1. Large-scale refactoring is easier when you have a single build artifact that you can test and deploy. Refactoring a microservice architecture can be significantly harder if that refactor crosses microservice boundaries (say, if you're repeatedly doing the same thing across multiple microservices and want to extract that behavior). Microservices do make it easier to do refactors that don't cross service boundaries, but that assumes that you chose good service boundaries in the first place, and if you can do that, you can also modularize your monolith well enough to make those small-scale refactors easy, too.

2. While this is a valid point, not only do you not have to go to microservices to address it, but using microservices naively can get you worse results. Email isn't a synchronous task, and you should be dropping it on a message queue for an offline worker to pick up anyway.

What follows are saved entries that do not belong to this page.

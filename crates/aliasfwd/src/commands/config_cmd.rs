//! Config subcommand handlers.

use dialoguer::{Input, Select};

use crate::cli::{ConfigArgs, ConfigCommand, GlobalOpts};
use crate::config::{self, Config, Profile};
use crate::error::CliError;
use crate::output;

const VALID_KEYS: &str = "apex_domain, zone_id, api_url, auth_mode, api_token, \
    api_token_env, email, api_key, store_path, ca_cert, insecure, timeout, ttl";

// ── Helpers ─────────────────────────────────────────────────────────

/// Format config for display, masking sensitive fields.
fn format_config_redacted(cfg: &Config) -> String {
    use std::fmt::Write;
    let mut out = String::new();

    if let Some(ref default) = cfg.default_profile {
        let _ = writeln!(out, "default_profile = \"{default}\"");
    }
    let _ = writeln!(out);
    let _ = writeln!(out, "[defaults]");
    let _ = writeln!(out, "output = \"{}\"", cfg.defaults.output);
    let _ = writeln!(out, "color = \"{}\"", cfg.defaults.color);
    let _ = writeln!(out, "timeout = {}", cfg.defaults.timeout);

    for (name, p) in sorted_profiles(cfg) {
        let _ = writeln!(out);
        let _ = writeln!(out, "[profiles.{name}]");
        let _ = writeln!(out, "apex_domain = \"{}\"", p.apex_domain);
        let _ = writeln!(out, "zone_id = \"{}\"", p.zone_id);
        let _ = writeln!(out, "auth_mode = \"{}\"", p.auth_mode);
        if let Some(ref url) = p.api_url {
            let _ = writeln!(out, "api_url = \"{url}\"");
        }
        if p.api_token.is_some() {
            let _ = writeln!(out, "api_token = \"****\"");
        }
        if let Some(ref env) = p.api_token_env {
            let _ = writeln!(out, "api_token_env = \"{env}\"");
        }
        if let Some(ref email) = p.email {
            let _ = writeln!(out, "email = \"{email}\"");
        }
        if p.api_key.is_some() {
            let _ = writeln!(out, "api_key = \"****\"");
        }
        if let Some(ref path) = p.store_path {
            let _ = writeln!(out, "store_path = \"{}\"", path.display());
        }
        if let Some(ref ca) = p.ca_cert {
            let _ = writeln!(out, "ca_cert = \"{}\"", ca.display());
        }
        if let Some(insecure) = p.insecure {
            let _ = writeln!(out, "insecure = {insecure}");
        }
        if let Some(timeout) = p.timeout {
            let _ = writeln!(out, "timeout = {timeout}");
        }
        if let Some(ttl) = p.ttl {
            let _ = writeln!(out, "ttl = {ttl}");
        }
    }

    out
}

fn sorted_profiles(cfg: &Config) -> Vec<(&String, &Profile)> {
    let mut profiles: Vec<_> = cfg.profiles.iter().collect();
    profiles.sort_by(|a, b| a.0.cmp(b.0));
    profiles
}

/// Copy of `cfg` with secrets masked, for structured output.
fn redacted(cfg: &Config) -> Config {
    let mask = |s: &Option<String>| s.as_ref().map(|_| "****".to_string());
    Config {
        default_profile: cfg.default_profile.clone(),
        defaults: aliasfwd_config::Defaults {
            output: cfg.defaults.output.clone(),
            color: cfg.defaults.color.clone(),
            timeout: cfg.defaults.timeout,
        },
        profiles: cfg
            .profiles
            .iter()
            .map(|(name, p)| {
                let mut p = p.clone();
                p.api_token = mask(&p.api_token);
                p.api_key = mask(&p.api_key);
                (name.clone(), p)
            })
            .collect(),
    }
}

fn available_profiles(cfg: &Config) -> String {
    let names: Vec<&str> = sorted_profiles(cfg)
        .into_iter()
        .map(|(n, _)| n.as_str())
        .collect();
    if names.is_empty() {
        "(none)".into()
    } else {
        names.join(", ")
    }
}

/// Delegate to the shared config crate's save function.
fn save_config(cfg: &Config) -> Result<(), CliError> {
    config::save_config(cfg)?;
    Ok(())
}

/// Map a dialoguer / interactive I/O failure into CliError.
fn prompt_err(e: impl std::fmt::Display) -> CliError {
    CliError::Validation {
        field: "interactive".into(),
        reason: format!("prompt failed: {e}"),
    }
}

fn prompt_secret(label: &str, field: &str) -> Result<String, CliError> {
    let secret = rpassword::prompt_password(label).map_err(prompt_err)?;
    if secret.is_empty() {
        return Err(CliError::Validation {
            field: field.into(),
            reason: "value cannot be empty".into(),
        });
    }
    Ok(secret)
}

/// Offer to store a secret in the system keyring or return it for plaintext config.
///
/// Returns `Some(secret)` if the user chose plaintext, `None` if stored in keyring.
fn prompt_keyring_storage(
    secret: &str,
    profile_name: &str,
    item: &str,
    label: &str,
) -> Result<Option<String>, CliError> {
    let choices = &[
        "Store in system keyring (recommended)",
        "Save to config file (plaintext)",
    ];
    let selection = Select::new()
        .with_prompt(format!("Where to store the {label}?"))
        .items(choices)
        .default(0)
        .interact()
        .map_err(prompt_err)?;

    if selection == 0 {
        config::store_secret(profile_name, item, secret)?;
        eprintln!("   ✓ {label} stored in system keyring");
        Ok(None)
    } else {
        Ok(Some(secret.to_owned()))
    }
}

fn parse_value<T: std::str::FromStr>(key: &str, value: &str, hint: &str) -> Result<T, CliError> {
    value.parse().map_err(|_| CliError::Validation {
        field: key.into(),
        reason: hint.into(),
    })
}

// ── Handler ─────────────────────────────────────────────────────────

#[allow(clippy::too_many_lines)]
pub fn handle(args: ConfigArgs, global: &GlobalOpts) -> Result<(), CliError> {
    match args.command {
        // ── Init: interactive wizard ────────────────────────────────
        ConfigCommand::Init => {
            let config_path = config::config_path();
            eprintln!("aliasfwd configuration wizard");
            eprintln!("   Config path: {}\n", config_path.display());

            let profile_name: String = Input::new()
                .with_prompt("Profile name")
                .default("default".into())
                .interact_text()
                .map_err(prompt_err)?;

            let apex_domain: String = Input::new()
                .with_prompt("Apex domain (aliases live at <alias>@<apex>)")
                .interact_text()
                .map_err(prompt_err)?;

            let zone_id: String = Input::new()
                .with_prompt("Zone ID")
                .interact_text()
                .map_err(prompt_err)?;

            let auth_choices = &["API token (recommended)", "Account email + global API key"];
            let auth_selection = Select::new()
                .with_prompt("Authentication method")
                .items(auth_choices)
                .default(0)
                .interact()
                .map_err(prompt_err)?;

            let mut profile = Profile {
                apex_domain,
                zone_id,
                ..Profile::default()
            };

            if auth_selection == 0 {
                let token = prompt_secret("API token: ", "api_token")?;
                profile.auth_mode = "token".into();
                profile.api_token =
                    prompt_keyring_storage(&token, &profile_name, "api-token", "API token")?;
            } else {
                let email: String = Input::new()
                    .with_prompt("Account email")
                    .interact_text()
                    .map_err(prompt_err)?;
                let key = prompt_secret("Global API key: ", "api_key")?;
                profile.auth_mode = "global-key".into();
                profile.email = Some(email);
                profile.api_key =
                    prompt_keyring_storage(&key, &profile_name, "api-key", "API key")?;
            }

            // Validate before writing anything
            config::profile_to_reconciler_config(&profile, &profile_name)?;

            let mut cfg = config::load_config_or_default();
            cfg.profiles.insert(profile_name.clone(), profile);
            cfg.default_profile = Some(profile_name.clone());
            save_config(&cfg)?;

            eprintln!("\n✓ Configuration written to {}", config_path.display());
            eprintln!("  Active profile: {profile_name}");
            eprintln!("\n  Test it: aliasfwd records list");

            Ok(())
        }

        // ── Show ────────────────────────────────────────────────────
        ConfigCommand::Show => {
            let cfg = redacted(&config::load_config_or_default());
            let out = output::render_single(&global.output, &cfg, format_config_redacted, |_| {
                "config".into()
            });
            output::print_output(&out, global.quiet);
            Ok(())
        }

        // ── Set <key> <value> ───────────────────────────────────────
        ConfigCommand::Set { key, value } => {
            let mut cfg = config::load_config_or_default();
            let profile_name = config::active_profile_name(global, &cfg);

            let profile = cfg
                .profiles
                .entry(profile_name.clone())
                .or_insert_with(|| Profile {
                    auth_mode: "token".into(),
                    ..Profile::default()
                });

            match key.as_str() {
                "apex_domain" | "apex-domain" | "apex" => profile.apex_domain = value,
                "zone_id" | "zone-id" | "zone" => profile.zone_id = value,
                "api_url" | "api-url" => profile.api_url = Some(value),
                "auth_mode" | "auth-mode" => {
                    if !matches!(value.as_str(), "token" | "global-key") {
                        return Err(CliError::Validation {
                            field: "auth_mode".into(),
                            reason: "must be 'token' or 'global-key'".into(),
                        });
                    }
                    profile.auth_mode = value;
                }
                "api_token" | "api-token" => profile.api_token = Some(value),
                "api_token_env" | "api-token-env" => profile.api_token_env = Some(value),
                "email" => profile.email = Some(value),
                "api_key" | "api-key" => profile.api_key = Some(value),
                "store_path" | "store-path" => profile.store_path = Some(value.into()),
                "ca_cert" | "ca-cert" => profile.ca_cert = Some(value.into()),
                "insecure" => {
                    profile.insecure = Some(parse_value(&key, &value, "must be 'true' or 'false'")?);
                }
                "timeout" => {
                    profile.timeout = Some(parse_value(&key, &value, "must be a number (seconds)")?);
                }
                "ttl" => {
                    profile.ttl = Some(parse_value(&key, &value, "must be a number (1 = automatic)")?);
                }
                other => {
                    return Err(CliError::Validation {
                        field: other.into(),
                        reason: format!("unknown config key '{other}'. Valid keys: {VALID_KEYS}"),
                    });
                }
            }

            save_config(&cfg)?;
            eprintln!("✓ Set {key} on profile '{profile_name}'");
            Ok(())
        }

        // ── Profiles ────────────────────────────────────────────────
        ConfigCommand::Profiles => {
            let cfg = config::load_config_or_default();
            let default = cfg.default_profile.as_deref().unwrap_or("default");
            if cfg.profiles.is_empty() {
                eprintln!("No profiles configured. Run: aliasfwd config init");
            } else {
                for (name, p) in sorted_profiles(&cfg) {
                    let marker = if name == default { " *" } else { "" };
                    println!("{name}{marker}\t{}", p.apex_domain);
                }
            }
            Ok(())
        }

        // ── Use <name> ─────────────────────────────────────────────
        ConfigCommand::Use { name } => {
            let mut cfg = config::load_config_or_default();

            if !cfg.profiles.contains_key(&name) {
                return Err(CliError::ProfileNotFound {
                    available: available_profiles(&cfg),
                    name,
                });
            }

            cfg.default_profile = Some(name.clone());
            save_config(&cfg)?;
            eprintln!("✓ Default profile set to '{name}'");
            Ok(())
        }

        // ── SetToken ────────────────────────────────────────────────
        ConfigCommand::SetToken { profile } => {
            let cfg = config::load_config_or_default();
            let profile_name = profile.unwrap_or_else(|| config::active_profile_name(global, &cfg));

            let prof = cfg
                .profiles
                .get(&profile_name)
                .ok_or_else(|| CliError::ProfileNotFound {
                    name: profile_name.clone(),
                    available: available_profiles(&cfg),
                })?;

            let (item, label) = match prof.auth_mode.as_str() {
                "global-key" => ("api-key", "Global API key: "),
                _ => ("api-token", "API token: "),
            };
            let secret = prompt_secret(label, item)?;
            config::store_secret(&profile_name, item, &secret)?;

            eprintln!("✓ Secret stored in system keyring for profile '{profile_name}'");
            Ok(())
        }

        // ── Path ────────────────────────────────────────────────────
        ConfigCommand::Path => {
            println!("{}", config::config_path().display());
            Ok(())
        }
    }
}
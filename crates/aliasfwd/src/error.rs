//! CLI error types with miette diagnostics.
//!
//! Maps `CoreError` and `ConfigError` variants into user-facing errors with
//! actionable help text and a stable exit code.

use miette::Diagnostic;
use thiserror::Error;

use aliasfwd_config::ConfigError;
use aliasfwd_core::{CoreError, ProviderErrorKind};

/// Process exit codes.
pub mod exit_code {
    pub const GENERAL: i32 = 1;
    pub const USAGE: i32 = 2;
    pub const AUTH: i32 = 3;
    pub const NOT_FOUND: i32 = 4;
    pub const CONFLICT: i32 = 6;
    pub const CONNECTION: i32 = 7;
    pub const TIMEOUT: i32 = 8;
}

#[derive(Debug, Error, Diagnostic)]
pub enum CliError {
    // ── Connection ───────────────────────────────────────────────────

    #[error("Could not reach the DNS provider: {message}")]
    #[diagnostic(
        code(aliasfwd::connection_failed),
        help("Check network access to the provider API, or the api_url in your profile.")
    )]
    ConnectionFailed { message: String },

    #[error("DNS provider request timed out: {message}")]
    #[diagnostic(
        code(aliasfwd::timeout),
        help("Increase the timeout with --timeout or the profile's `timeout` key.")
    )]
    Timeout { message: String },

    #[error("DNS provider is rate limiting requests: {message}")]
    #[diagnostic(code(aliasfwd::rate_limited), help("Wait a moment and try again."))]
    RateLimited { message: String },

    // ── Authentication ───────────────────────────────────────────────

    #[error("DNS provider rejected the credentials: {message}")]
    #[diagnostic(
        code(aliasfwd::auth_failed),
        help(
            "The API token needs DNS edit permission on the zone.\n\
             Store a new token with: aliasfwd config set-token"
        )
    )]
    AuthFailed { message: String },

    #[error("No credentials configured for profile '{profile}'")]
    #[diagnostic(
        code(aliasfwd::no_credentials),
        help(
            "Configure credentials with: aliasfwd config init\n\
             Or set the ALIASFWD_API_TOKEN environment variable."
        )
    )]
    NoCredentials { profile: String },

    // ── Resources ────────────────────────────────────────────────────

    #[error("{resource_type} '{identifier}' not found")]
    #[diagnostic(
        code(aliasfwd::not_found),
        help("Run: aliasfwd {list_command} to see available {resource_type}s")
    )]
    NotFound {
        resource_type: String,
        identifier: String,
        list_command: String,
    },

    #[error("No forwarding record exists for alias '{alias}'")]
    #[diagnostic(
        code(aliasfwd::record_not_found),
        help(
            "The DNS record was removed outside aliasfwd and needs an administrator.\n\
             Inspect with: aliasfwd audit"
        )
    )]
    RecordNotFound { alias: String },

    // ── Conflicts ────────────────────────────────────────────────────

    #[error("Alias '{alias}' is already assigned to user '{owner}'")]
    #[diagnostic(code(aliasfwd::alias_taken), help("Choose a different alias."))]
    AliasTaken { alias: String, owner: String },

    #[error("User '{user}' already has an alias")]
    #[diagnostic(
        code(aliasfwd::user_exists),
        help("Show it with: aliasfwd forward show {user}")
    )]
    UserExists { user: String },

    #[error("A forwarding record for '{alias}' already exists at the DNS provider ({record_id})")]
    #[diagnostic(
        code(aliasfwd::record_exists),
        help(
            "The record has no local owner. Remove it at the provider or run: aliasfwd audit"
        )
    )]
    RecordExists { alias: String, record_id: String },

    // ── Provider ─────────────────────────────────────────────────────

    #[error("DNS provider error: {message}")]
    #[diagnostic(code(aliasfwd::provider_error))]
    Provider { message: String, code: Option<u32> },

    // ── Validation ───────────────────────────────────────────────────

    #[error("Invalid value for {field}: {reason}")]
    #[diagnostic(code(aliasfwd::validation))]
    Validation { field: String, reason: String },

    // ── Configuration ────────────────────────────────────────────────

    #[error("Profile '{name}' not found in configuration")]
    #[diagnostic(
        code(aliasfwd::profile_not_found),
        help(
            "Available profiles: {available}\n\
             Create one with: aliasfwd config init"
        )
    )]
    ProfileNotFound { name: String, available: String },

    #[error("No {missing} configured")]
    #[diagnostic(
        code(aliasfwd::no_config),
        help(
            "Create a profile with: aliasfwd config init\n\
             Or pass --apex, --zone and --api-token.\n\
             Expected config at: {path}"
        )
    )]
    NoConfig { missing: String, path: String },

    #[error("Configuration error: {message}")]
    #[diagnostic(code(aliasfwd::config))]
    Config { message: String },

    // ── Profile store ────────────────────────────────────────────────

    #[error("Profile store error: {message}")]
    #[diagnostic(
        code(aliasfwd::store),
        help("Check the store file path (--store) and its permissions.")
    )]
    Store { message: String },

    // ── Interactive ──────────────────────────────────────────────────

    #[error("Destructive operation '{action}' requires confirmation")]
    #[diagnostic(
        code(aliasfwd::confirmation_required),
        help("Use --yes (-y) to skip confirmation in non-interactive contexts.")
    )]
    NonInteractiveRequiresYes { action: String },

    // ── IO ───────────────────────────────────────────────────────────

    #[error(transparent)]
    Io(#[from] std::io::Error),
}

impl CliError {
    /// Map this error to an exit code for process termination.
    pub fn exit_code(&self) -> i32 {
        match self {
            Self::ConnectionFailed { .. } => exit_code::CONNECTION,
            Self::Timeout { .. } => exit_code::TIMEOUT,
            Self::AuthFailed { .. } | Self::NoCredentials { .. } => exit_code::AUTH,
            Self::NotFound { .. } | Self::RecordNotFound { .. } => exit_code::NOT_FOUND,
            Self::AliasTaken { .. } | Self::UserExists { .. } | Self::RecordExists { .. } => {
                exit_code::CONFLICT
            }
            Self::Validation { .. } | Self::NonInteractiveRequiresYes { .. } => exit_code::USAGE,
            _ => exit_code::GENERAL,
        }
    }
}

// ── CoreError → CliError mapping ─────────────────────────────────────

impl From<CoreError> for CliError {
    fn from(err: CoreError) -> Self {
        match err {
            CoreError::Validation { field, reason } => CliError::Validation { field, reason },

            CoreError::Provider(e) => match e.kind {
                ProviderErrorKind::Authentication => CliError::AuthFailed { message: e.message },
                ProviderErrorKind::Unavailable => CliError::ConnectionFailed { message: e.message },
                ProviderErrorKind::Timeout => CliError::Timeout { message: e.message },
                ProviderErrorKind::RateLimited => CliError::RateLimited { message: e.message },
                ProviderErrorKind::NotFound | ProviderErrorKind::Rejected => CliError::Provider {
                    message: e.message,
                    code: e.code,
                },
            },

            CoreError::RecordNotFound { alias } => CliError::RecordNotFound { alias },

            CoreError::AliasTaken { alias, owner } => CliError::AliasTaken { alias, owner },
            CoreError::UserExists { user } => CliError::UserExists { user },
            CoreError::RecordExists { alias, record_id } => {
                CliError::RecordExists { alias, record_id }
            }

            CoreError::ProfileNotFound { user } => CliError::NotFound {
                resource_type: "user".into(),
                identifier: user,
                list_command: "users list".into(),
            },

            CoreError::Store { message } => CliError::Store { message },
            CoreError::Config { message } => CliError::Config { message },
        }
    }
}

// ── ConfigError → CliError mapping ───────────────────────────────────

impl From<ConfigError> for CliError {
    fn from(err: ConfigError) -> Self {
        match err {
            ConfigError::Validation { field, reason } => CliError::Validation { field, reason },
            ConfigError::ProfileNotFound { name } => CliError::ProfileNotFound {
                name,
                available: "(see: aliasfwd config profiles)".into(),
            },
            ConfigError::NoCredentials { profile } => CliError::NoCredentials { profile },
            ConfigError::Io(e) => CliError::Io(e),
            other => CliError::Config {
                message: other.to_string(),
            },
        }
    }
}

For different feature concerns that are online and need to happen synchronously with requests, it can be handy to route different endpoints to different groups of servers that are scaled and optimized independently of each other. But that doesn't actually require microservices; you can just deploy a monolith that way.

3. Most of those mechanisms only exist because coordinating behavior over a distributed system is inherently harder. When you're calling other code in the same process, you have much firmer guarantees about latency and availability. API contracts within a service don't have to be monitored, metered, or rate limited the way service endpoints do. You don't have to worry about serialization and deserialization--not even from a performance standpoint, but from a reliability standpoint. And you don't have to worry as much about input validation if you're using a strongly typed language.

4. A microservice is easier to test. A full product that is composed of microservices is harder to test.

Testing a microservice architecture entails building as many of the microservices as are necessary for a specific piece of functionality, deploying all of them to a shared test environment (or a set of shared test environments that are configured to interoperate), and configuring the microservices to communicate with each other within that test environment. And it's very unlikely that you can test a single feature across your microservice architecture in isolation unless you have at least as many separate, isolated test environments as you have features under active development. Additionally, since these test environments are expensive, they tend to be long-lived and accumulate various operational issues. Functionality that, within a monolith, could be tested within an isolated, repeatable build process, gets punted out to these dirty and unpredictable test environments in a microservice architecture.